- _Required work_
The word "self" occurs in some lines of the data. Return each such line.

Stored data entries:
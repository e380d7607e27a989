use battleship_link::{Cell, FleetConfig, OceanGrid, ShipSpec, ShotOutcome};
use proptest::prelude::*;
use rand::{rngs::SmallRng, Rng, SeedableRng};

fn fleet(lengths: &[usize]) -> FleetConfig {
    FleetConfig::new(lengths.iter().map(|&l| ShipSpec::new("S", l)).collect())
}

fn check_layout<const N: usize>(seed: u64, lengths: &[usize]) -> Result<(), TestCaseError> {
    let config = fleet(lengths);
    prop_assume!(config.validate::<N>().is_ok());
    let mut rng = SmallRng::seed_from_u64(seed);
    let grid = OceanGrid::<N>::place_fleet_randomly(&mut rng, &config).unwrap();

    prop_assert_eq!(grid.placements().len(), lengths.len());
    prop_assert_eq!(grid.occupied().count(), lengths.iter().sum::<usize>());
    for p in grid.placements() {
        let len = lengths[p.id().index()];
        let cells: Vec<_> = p.cells().collect();
        prop_assert_eq!(cells.len(), len);
        for (x, y) in cells {
            prop_assert!(x < N && y < N);
            prop_assert_eq!(grid.cell(x, y).unwrap(), Cell::Ship(p.id()));
        }
    }
    Ok(())
}

proptest! {
    #![proptest_config(ProptestConfig::with_cases(64))]

    #[test]
    fn placement_fits_on_8x8(seed in any::<u64>(), lengths in prop::collection::vec(1usize..=4, 1..=5)) {
        check_layout::<8>(seed, &lengths)?;
    }

    #[test]
    fn placement_fits_on_10x10(seed in any::<u64>(), lengths in prop::collection::vec(1usize..=6, 1..=6)) {
        check_layout::<10>(seed, &lengths)?;
    }

    #[test]
    fn placement_fits_on_5x5(seed in any::<u64>(), lengths in prop::collection::vec(1usize..=5, 1..=3)) {
        check_layout::<5>(seed, &lengths)?;
    }

    #[test]
    fn hits_equal_ship_cells_after_a_full_sweep(seed in any::<u64>()) {
        let config = FleetConfig::default();
        let mut rng = SmallRng::seed_from_u64(seed);
        let mut grid = OceanGrid::<8>::place_fleet_randomly(&mut rng, &config).unwrap();

        let mut order: Vec<(usize, usize)> = (0..8).flat_map(|y| (0..8).map(move |x| (x, y))).collect();
        for i in (1..order.len()).rev() {
            order.swap(i, rng.random_range(0..=i));
        }
        let mut hits = 0;
        let mut sunk = 0;
        for (x, y) in order {
            match grid.apply_incoming_shot(x, y).unwrap() {
                ShotOutcome::Hit => hits += 1,
                ShotOutcome::Sunk(_) => {
                    hits += 1;
                    sunk += 1;
                }
                ShotOutcome::Miss => {}
            }
        }
        prop_assert_eq!(hits, config.total_cells());
        prop_assert_eq!(sunk, config.len());
        prop_assert!(grid.rows().iter().flatten().all(|c| c.is_resolved()));
    }
}
use std::env;
use std::io::Write;

use log::{LevelFilter, Metadata, Record};

struct StderrLogger;

impl log::Log for StderrLogger {
    fn enabled(&self, metadata: &Metadata) -> bool {
        metadata.level() <= log::max_level()
    }

    fn log(&self, record: &Record) {
        if self.enabled(record.metadata()) {
            let _ = writeln!(
                std::io::stderr().lock(),
                "{:<5} {} - {}",
                record.level(),
                record.target(),
                record.args()
            );
        }
    }

    fn flush(&self) {
        let _ = std::io::stderr().flush();
    }
}

static LOGGER: StderrLogger = StderrLogger;

/// Install the stderr logger at the level named by `BATTLESHIP_LOG`
/// (`error`..`trace`, default `info`). Safe to call more than once.
pub fn init_logging() {
    let level = env::var("BATTLESHIP_LOG")
        .ok()
        .and_then(|lvl| lvl.parse().ok())
        .unwrap_or(LevelFilter::Info);
    let _ = log::set_logger(&LOGGER).map(|()| log::set_max_level(level));
}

- _Exercise response_
    fn enabled(&self, metadata: &Metadata) -> bool {
    fn log(&self, record: &Record) {
        if self.enabled(record.metadata()) {
    fn flush(&self) {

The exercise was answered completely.